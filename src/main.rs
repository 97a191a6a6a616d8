mod ai;
mod app;
mod board;
mod interview;
mod models;
mod render;
mod resume;
mod tui;

use anyhow::Result;
use clap::Parser;

use ai::{Gateway, DEFAULT_DEEP_MODEL, DEFAULT_FAST_MODEL};

#[derive(Parser)]
#[command(name = "careerdesk")]
#[command(about = "Resume editor, application tracker, and AI interview practice in the terminal")]
struct Cli {
    /// Model for summaries, rewrites, and interview chat
    #[arg(long, default_value = DEFAULT_FAST_MODEL)]
    model: String,

    /// Model for resume-to-job match analysis
    #[arg(long, default_value = DEFAULT_DEEP_MODEL)]
    analysis_model: String,
}

fn main() -> Result<()> {
    let cli = Cli::parse();
    // A missing key degrades the AI features instead of blocking startup.
    let gateway = Gateway::from_env(cli.model, cli.analysis_model);
    tui::run(gateway)
}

::::

What the task requires: Would you repeat, exactly and with nothing added, every line from the line containing "resume-to-job match analysis" through the last line of the records above?

Written response:
    /// Model for resume-to-job match analysis
    #[arg(long, default_value = DEFAULT_DEEP_MODEL)]
    analysis_model: String,
}

fn main() -> Result<()> {
    let cli = Cli::parse();
    // A missing key degrades the AI features instead of blocking startup.
    let gateway = Gateway::from_env(cli.model, cli.analysis_model);
    tui::run(gateway)
}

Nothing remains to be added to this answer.